Robin Haun-Mohammed (RHM)
overview of web harvesting at gpo [slides]
assumptions:
gpo will continue to participate in web harvesting efforts to obtain in-scope material for the fdlp and the cataloging and indexing program as required under 44 USC
- gpo is bound by congressional appropriations for the S&E funding requirements for the FDLP C&I programs
- all materials identified for inclusion in the fdlp must be brought under bibliographic controls direct by the C&I program
- gpo does not have the authority to either give funding or gifts or to receive them. all partnerships must represent a contribution of an equal exchange between all parties.

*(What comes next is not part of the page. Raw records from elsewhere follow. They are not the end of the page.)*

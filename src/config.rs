//! Configuration types for the BIST engine

use crate::constants::{
    CRYSTAL_WAIT_MS, RAM_BACKUP_CHUNK_WORDS, WDT_TEST_TIMEOUT_MS,
};

/// Clock source driving the CPU when the diagnostics run
#[derive(Debug, Clone, Copy, PartialEq, Eq, Default)]
#[cfg_attr(feature = "defmt", derive(defmt::Format))]
pub enum ClockSource {
    /// External main crystal (40 MHz on most boards)
    #[default]
    Xtal,
    /// PLL derived from the main crystal
    Pll,
    /// Internal RC fast clock
    RcFast,
}

/// BIST engine configuration
///
/// All options have defaults matching the reference ESP32-C3 deployment.
/// Values are supplied by the surrounding system; the engine never reads
/// them from hardware.
///
/// # Example
/// ```ignore
/// let config = BistConfig::new()
///     .with_xtal_freq_hz(40_000_000)
///     .with_drift_tolerance_percent(1);
/// ```
#[derive(Debug, Clone, Copy, PartialEq, Eq)]
#[cfg_attr(feature = "defmt", derive(defmt::Format))]
pub struct BistConfig {
    /// CPU frequency in Hz
    pub cpu_freq_hz: u32,
    /// Expected main crystal frequency in Hz
    pub xtal_freq_hz: u32,
    /// Clock source assumed active while the diagnostics run
    pub clock_source: ClockSource,
    /// Watchdog test timeout in milliseconds; the reset stage fires at
    /// twice this value
    pub wdt_timeout_ms: u32,
    /// Allowed main-crystal frequency deviation in whole percent
    pub drift_tolerance_percent: u32,
    /// RAM march chunk size in 32-bit words (clamped to the backup buffer
    /// capacity)
    pub ram_chunk_words: usize,
    /// Flash test chunk size in bytes (recognized for the reserved flash
    /// diagnostic; unused by the shipped tests)
    pub flash_chunk_bytes: usize,
    /// Bounded wait for the crystal-fail flag in milliseconds
    pub crystal_wait_ms: u32,
}

impl BistConfig {
    /// Create a configuration with reference defaults
    ///
    /// This is a const function suitable for static initialization.
    pub const fn new() -> Self {
        Self {
            cpu_freq_hz: 160_000_000,
            xtal_freq_hz: 40_000_000,
            clock_source: ClockSource::Xtal,
            wdt_timeout_ms: WDT_TEST_TIMEOUT_MS,
            drift_tolerance_percent: 1,
            ram_chunk_words: RAM_BACKUP_CHUNK_WORDS,
            flash_chunk_bytes: 0x1000,
            crystal_wait_ms: CRYSTAL_WAIT_MS,
        }
    }

    /// Set the CPU frequency in Hz
    #[must_use]
    pub const fn with_cpu_freq_hz(mut self, hz: u32) -> Self {
        self.cpu_freq_hz = hz;
        self
    }

    /// Set the expected main crystal frequency in Hz
    #[must_use]
    pub const fn with_xtal_freq_hz(mut self, hz: u32) -> Self {
        self.xtal_freq_hz = hz;
        self
    }

    /// Set the active clock source
    #[must_use]
    pub const fn with_clock_source(mut self, source: ClockSource) -> Self {
        self.clock_source = source;
        self
    }

    /// Set the watchdog test timeout in milliseconds
    #[must_use]
    pub const fn with_wdt_timeout_ms(mut self, ms: u32) -> Self {
        self.wdt_timeout_ms = ms;
        self
    }

    /// Set the allowed crystal frequency deviation in whole percent
    #[must_use]
    pub const fn with_drift_tolerance_percent(mut self, percent: u32) -> Self {
        self.drift_tolerance_percent = percent;
        self
    }

    /// Set the RAM march chunk size in words.
    ///
    /// Values larger than the backup buffer capacity are clamped when the
    /// test runs.
    #[must_use]
    pub const fn with_ram_chunk_words(mut self, words: usize) -> Self {
        self.ram_chunk_words = words;
        self
    }

    /// Set the flash test chunk size in bytes
    #[must_use]
    pub const fn with_flash_chunk_bytes(mut self, bytes: usize) -> Self {
        self.flash_chunk_bytes = bytes;
        self
    }

    /// Set the bounded crystal-fail wait in milliseconds.
    ///
    /// Production deployments on real hardware may prefer a longer window
    /// than the 500 ms default.
    #[must_use]
    pub const fn with_crystal_wait_ms(mut self, ms: u32) -> Self {
        self.crystal_wait_ms = ms;
        self
    }

    /// Effective RAM chunk size after clamping to the backup capacity
    #[must_use]
    pub const fn effective_ram_chunk_words(&self) -> usize {
        if self.ram_chunk_words > RAM_BACKUP_CHUNK_WORDS {
            RAM_BACKUP_CHUNK_WORDS
        } else {
            self.ram_chunk_words
        }
    }
}

impl Default for BistConfig {
    fn default() -> Self {
        Self::new()
    }
}

// =============================================================================
// Unit Tests
// =============================================================================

- automated web harvesting initiatives wil become systematic as part of release 2 of fdsys
- materials harvested under the epa pilot project are being made available as staff time and processing permit. completion of the processing of this material will necessarily require an automated metadata extraction process that does not yet exist.
harvesting efforts:
- focus is on pdf files; focus is on publications. re: databases: we would prefer to partner with agencies producing databases, rather than try to capture
semi-manual harvesting efforts:
- use a tool to schedule content capture and re-harvest
sample of results:
18% were already cataloged
3% previously distributed in tangible format
2% not within scope
62% new publications
processing times breakdown:
scope determination take 17 minutes
conser standard record creation: 2.5 hours
[others on slides]
also, outline of workflow document
need to find web harvesting page for notes, numbers, etc.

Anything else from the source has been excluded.